Get tax breaks by investing in a SIPP

For adventurous investors, the most wide-ranging pension to suit exotic tastes is without question a self-invested personal pension.

From buying your own office and investing in unquoted shares to CFD trading and even buying a domain name, there isn't much you can't do with a SIPP.

There are around 150 providers in the UK, all offering varying investment choice and pricing models. Low-cost SIPPs, or 'SIPP-lite', often provided by online stockbrokers or insurers, have a smaller investment range and can be indistinguishable from personal pensions, whereas full SIPPs offer everything that isn't slapped with a big tax charge by HMRC.

Taxable property is the one thing that HMRC doesn't like to see in a SIPP. Ditto residential property and tangible assets such as paintings and fine wine.

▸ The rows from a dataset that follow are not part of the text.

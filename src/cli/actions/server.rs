use crate::{
    api::{self, AppState, handlers::dropdown::units::LabelLanguage},
    backend,
    cli::telemetry,
};
use anyhow::{Context, Result};
use secrecy::SecretString;
use tracing::{info, warn};
use url::Url;

#[derive(Debug)]
pub struct Args {
    pub port: u16,
    pub backend_url: String,
    pub service_role_key: Option<SecretString>,
    pub unit_labels: LabelLanguage,
}

/// Execute the server action.
/// # Errors
/// Returns an error if the backend client cannot be built or the server fails.
pub async fn execute(args: Args) -> Result<()> {
    log_startup_args(&args);

    if args.service_role_key.is_none() {
        warn!("No service role key configured: /get-dropdown-data will answer 500");
    }

    let client = backend::Client::new(&args.backend_url, args.service_role_key)
        .context("Invalid backend configuration")?;

    let state = AppState {
        backend: client,
        unit_labels: args.unit_labels,
    };

    let result = api::new(args.port, state).await;
    telemetry::shutdown_tracer();
    result
}

fn log_startup_args(args: &Args) {
    info!("{}", startup_message(&startup_entries(args)));
}

fn startup_entries(args: &Args) -> [(&'static str, String); 4] {
    [
        ("listen", format!("tcp:{}", args.port)),
        ("backend_url", redact_url(&args.backend_url)),
        (
            "service_role_key_set",
            args.service_role_key.is_some().to_string(),
        ),
        ("unit_label_language", args.unit_labels.as_str().to_string()),
    ]
}

// Credentials embedded in the URL never reach the logs.
fn redact_url(raw: &str) -> String {
    match Url::parse(raw) {
        Ok(mut parsed) => {
            if parsed.password().is_some() {
                let _ = parsed.set_password(Some("REDACTED"));
            }
            parsed.to_string()
        }
        Err(_) => "invalid-url".to_string(),
    }
}

fn startup_message(entries: &[(&str, String)]) -> String {
    let max_key_len = entries.iter().map(|(key, _)| key.len()).max().unwrap_or(0);
    let mut message = format!("{}\n\nStartup configuration:", banner());
    for (key, value) in entries {
        let padding = " ".repeat(max_key_len.saturating_sub(key.len()));
        let _ =
            std::fmt::Write::write_fmt(&mut message, format_args!("\n  {key}:{padding} {value}"));
    }
    message
}

fn banner() -> String {
    let short_hash = short_commit(crate::GIT_COMMIT_HASH);
    BANNER.replace(
        "{VERSION}",
        &format!(" - {} - {}", env!("CARGO_PKG_VERSION"), short_hash),
    )
}

fn short_commit(hash: &str) -> String {
    let trimmed = hash.trim();
    if trimmed.len() > 7 {
        trimmed[..7].to_string()
    } else {
        trimmed.to_string()
    }
}

const BANNER: &str = r"
  +---+---+
  | o | o |
  +---+---+   O N B O A R D {VERSION}
  | o | o |
  +---+---+";
//! Declarative table queries rendered as PostgREST query-string parameters.
//!
//! Only the operators the handlers need are modelled: `eq` filters, `or`
//! groups scoped to an embedded resource and ascending order.

#[derive(Debug, Clone, PartialEq, Eq)]
pub struct TableQuery {
    table: String,
    select: String,
    filters: Vec<(String, String)>,
    order: Vec<String>,
}

impl TableQuery {
    #[must_use]
    pub fn new(table: &str, select: &str) -> Self {
        Self {
            table: table.to_string(),
            // PostgREST ignores whitespace only in some positions, so strip it all.
            select: select.split_whitespace().collect(),
            filters: Vec::new(),
            order: Vec::new(),
        }
    }

    /// `column = value`. The column may be qualified with an embedded
    /// resource (`country_translations.language_code`), in which case only the
    /// embedded rows are filtered.
    #[must_use]
    pub fn eq(mut self, column: &str, value: impl std::fmt::Display) -> Self {
        self.filters.push((column.to_string(), format!("eq.{value}")));
        self
    }

    /// Logical OR over `conditions` (each `column.op.value`) applied to the
    /// rows of the embedded resource `embed`.
    #[must_use]
    pub fn or(mut self, embed: &str, conditions: &[&str]) -> Self {
        self.filters
            .push((format!("{embed}.or"), format!("({})", conditions.join(","))));
        self
    }

    /// Sort ascending by `column`; repeated calls add tie-breakers.
    #[must_use]
    pub fn order(mut self, column: &str) -> Self {
        self.order.push(column.to_string());
        self
    }

    #[must_use]
    pub fn table(&self) -> &str {
        &self.table
    }

    /// Query-string pairs in the order they were added, `select` first.
    #[must_use]
    pub fn to_pairs(&self) -> Vec<(String, String)> {
        let mut pairs = Vec::with_capacity(self.filters.len() + 2);
        pairs.push(("select".to_string(), self.select.clone()));
        pairs.extend(self.filters.iter().cloned());

        if !self.order.is_empty() {
            let order = self
                .order
                .iter()
                .map(|column| format!("{column}.asc"))
                .collect::<Vec<_>>()
                .join(",");
            pairs.push(("order".to_string(), order));
        }

        pairs
    }
}

#[cfg(test)]
mod tests {
    use super::*;

    fn pair(key: &str, value: &str) -> (String, String) {
        (key.to_string(), value.to_string())
    }

    #[test]
    fn select_only() {
        let query = TableQuery::new("countries", "id, code");
        assert_eq!(query.table(), "countries");
        assert_eq!(query.to_pairs(), vec![pair("select", "id,code")]);
    }

    #[test]
    fn select_strips_embedded_whitespace() {
        let query = TableQuery::new(
            "countries",
            "id,
             code,
             country_translations(
               translated_name
             )",
        );
        assert_eq!(
            query.to_pairs(),
            vec![pair("select", "id,code,country_translations(translated_name)")]
        );
    }

    #[test]
    fn filters_and_order() {
        let query = TableQuery::new("administrative_units", "id,name")
            .eq("country_id", "7")
            .eq("unit_type", "PROVINCE")
            .order("name");

        assert_eq!(
            query.to_pairs(),
            vec![
                pair("select", "id,name"),
                pair("country_id", "eq.7"),
                pair("unit_type", "eq.PROVINCE"),
                pair("order", "name.asc"),
            ]
        );
    }

    #[test]
    fn multiple_order_columns_are_joined() {
        let query = TableQuery::new("countries", "id")
            .order("code")
            .order("id");
        assert_eq!(query.to_pairs()[1], pair("order", "code.asc,id.asc"));
    }

    #[test]
    fn or_group_scoped_to_embed() {
        let query = TableQuery::new("countries", "id").or(
            "country_translations",
            &["language_code.eq.es", "language_code.is.null"],
        );
        assert_eq!(
            query.to_pairs()[1],
            pair(
                "country_translations.or",
                "(language_code.eq.es,language_code.is.null)"
            )
        );
    }
}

Gold bullion does not fall into this category, but it must be kept in a vault.

Where taxable property is held in a SIPP, the tax charges are eye-watering. First, an unauthorised payment charge of 40% of the value of the taxable property is levied against the member.

Then there is a surcharge of a further 15% if the unauthorised payment exceeds 25% of the pension fund's assets. A 15% scheme sanction charge is also levied against the scheme administrator (recovered from the pension fund), plus further tax charges of 40% on any income, or deemed income, and 40% of any capital gain.

"Although it's only taxable property that incurs large tax charges, some SIPP providers still draw the line a yard back from what HMRC says is OK," Paul Gauntlett, senior pensions manager at Coutts & Co, comments.

"The provider can put on any constraints for their own benefit or to make their product cheaper. But a full SIPP should simply provide the trust structure and then make sure it keeps its nose clean with the Revenue."

Multiple SIPPs

There's nothing to stop investors from opening more than one SIPP. Younger investors may find they don't need full investment flexibility and are happy to have less choice in their SIPP, and pay less too. This means that if and when they want more options, they can open another SIPP that allows this.

Bryan Innes at wealth advisers Towry says many people do have more than one SIPP, one perhaps containing funds and then another for commercial property. And Richard Mattison, business development director at James Hay, admits that while his firm offers a 'full SIPP' many clients have a cheap SIPP too, holding stocks and funds.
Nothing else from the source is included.